▶ _WORK TO COMPLETE_:
Where the word "records" occurs in a line of the listing, please copy the line.

▶ _DATASET_:
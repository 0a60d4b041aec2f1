use anyhow::Context;
use futures::TryStreamExt;
use mongodb::bson::{doc, Document};
use mongodb::options::ClientOptions;
use mongodb::{Client, Collection};

use model_tunnel_core::prelude::Record;

use crate::config::MongoConfig;
use crate::store::{CategoryAverage, DocumentStore};

const BACKEND: &str = "mongodb";

/// A MongoDB collection.
#[derive(Debug, Clone)]
pub struct MongoStore {
    collection: Collection<Record>,
}

impl MongoStore {
    /// Connect and check the server answers.
    ///
    /// The driver pool holds up to `pool_size` connections, one per concurrent worker.
    pub async fn connect(config: &MongoConfig, pool_size: usize) -> anyhow::Result<Self> {
        let mut options = ClientOptions::parse(&config.uri)
            .await
            .with_context(|| format!("Invalid MongoDB uri {}", config.uri))?;
        options.max_pool_size = Some(pool_size.max(1) as u32);
        options.app_name = Some("model-tunnel".to_string());

        let client = Client::with_options(options)?;
        let database = client.database(&config.database);
        database
            .run_command(doc! { "ping": 1 })
            .await
            .context("MongoDB did not answer ping")?;

        Ok(Self {
            collection: database.collection(&config.collection),
        })
    }
}

fn category_average(group: Document) -> anyhow::Result<CategoryAverage> {
    Ok(CategoryAverage {
        category: group.get_str("_id")?.to_string(),
        avg_price: group.get_f64("avg_price")?,
    })
}

#[async_trait::async_trait]
impl DocumentStore for MongoStore {
    fn backend(&self) -> &str {
        BACKEND
    }

    async fn insert_many(&self, records: &[Record]) -> anyhow::Result<()> {
        if records.is_empty() {
            return Ok(());
        }

        self.collection.insert_many(records).await?;
        Ok(())
    }

    async fn find_one(&self, id: &str) -> anyhow::Result<Option<Record>> {
        Ok(self.collection.find_one(doc! { "id": id }).await?)
    }

    async fn average_price_by_category(&self) -> anyhow::Result<Vec<CategoryAverage>> {
        let groups: Vec<Document> = self
            .collection
            .aggregate(vec![doc! {
                "$group": { "_id": "$category", "avg_price": { "$avg": "$price" } }
            }])
            .await?
            .try_collect()
            .await?;

        groups.into_iter().map(category_average).collect()
    }

    async fn delete_all(&self) -> anyhow::Result<()> {
        let deleted = self.collection.delete_many(doc! {}).await?;
        log::trace!("Deleted {} documents from MongoDB", deleted.deleted_count);
        Ok(())
    }

    async fn count(&self) -> anyhow::Result<u64> {
        Ok(self.collection.count_documents(doc! {}).await?)
    }
}

#[cfg(test)]
mod tests {
    use super::*;

    #[test]
    fn group_document_maps_to_category_average() {
        let average = category_average(doc! { "_id": "Garden", "avg_price": 42.5 }).unwrap();
        assert_eq!("Garden", average.category);
        assert_eq!(42.5, average.avg_price);
    }

    #[test]
    fn group_without_average_is_an_error() {
        assert!(category_average(doc! { "_id": "Garden" }).is_err());
    }
}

▶ _TASK ANSWER_:
    async fn insert_many(&self, records: &[Record]) -> anyhow::Result<()> {
        if records.is_empty() {
        self.collection.insert_many(records).await?;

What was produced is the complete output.